I write memory files with specific titles, not generic dump files. The auto-memory system uses Sonnet as a relevance filter — the title is what it scores on. I keep MEMORY.md under 200 lines because lines beyond that are truncated.
I trust the concurrency model. Read-only tools run in parallel. Write tools run serially. When I need to search a codebase, I issue multiple Grep and Glob calls in the same message. They execute concurrently.
The One-Line Thesis
The Claude Code team’s thesis is unchanged between both versions: an agentic coding tool should be a reliable system, not a capable demo. v0.2.8 was the demo. v2.1.88 is the beginning of the system.

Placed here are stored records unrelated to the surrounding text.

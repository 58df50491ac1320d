// SPDX-FileCopyrightText: 2026 Mesabot Contributors
// SPDX-License-Identifier: MIT OR Apache-2.0

//! Problem menus per category.
//!
//! The entries are wire texts: the chosen problem becomes the intent the
//! remote dialogue engine receives, and the engine echoes it back inside
//! the draft summary. Renumbering or rewording an entry requires the
//! engine's flow definitions to change with it.

use mesabot_core::Category;

const PRINTER: &[&str] = &[
    "No imprime",
    "Imprime borroso",
    "Atasco de papel",
    "Imprime símbolos raros",
    "Ruidos extraños",
    "Otro problema de impresora",
];

const PC: &[&str] = &[
    "PC no enciende",
    "PC lenta",
    "Problema con programas",
    "Se reinicia sola",
    "No reconoce dispositivos",
    "Otro problema pc",
];

const IP_PHONE: &[&str] = &[
    "No tiene tono",
    "No recibe llamadas",
    "No emite llamadas",
    "No tiene red",
    "Interferencia o cortes",
    "Otro problema teléfono ip",
];

const INTERNET: &[&str] = &[
    "No navega",
    "No puedo acceder a sitios web",
    "Internet lento",
    "Internet intermitente",
    "Otro problema de internet",
];

const CONFERENCING: &[&str] = &[
    "No funciona micrófono",
    "No se escucha",
    "Problemas de audio",
    "No se ve video",
    "Pantalla negra",
    "Otro problema audiencia",
];

/// Problem choices for one category, in menu order (digit 1 first).
pub fn problems(category: Category) -> &'static [&'static str] {
    match category {
        Category::Printer => PRINTER,
        Category::Pc => PC,
        Category::IpPhone => IP_PHONE,
        Category::Internet => INTERNET,
        Category::Conferencing => CONFERENCING,
    }
}

/// The digit that returns from a category's problem menu to the category
/// menu (one past the last problem).
pub fn back_digit(category: Category) -> usize {
    problems(category).len() + 1
}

The things that changed — context management, tool loading, agent architecture, memory — changed because the team ran into the real constraints of production use. The things that didn’t change — the recursive generator, the invisible safety guarantees, the insistence on craft — didn’t change because those were right from the start.
You can learn more about what a team believes by looking at what they refused to change than by reading their design docs. I spent a weekend reading their source code. The surviving constant is a 500-line loop that became a 3,000-line loop. Everything else is infrastructure built to serve it.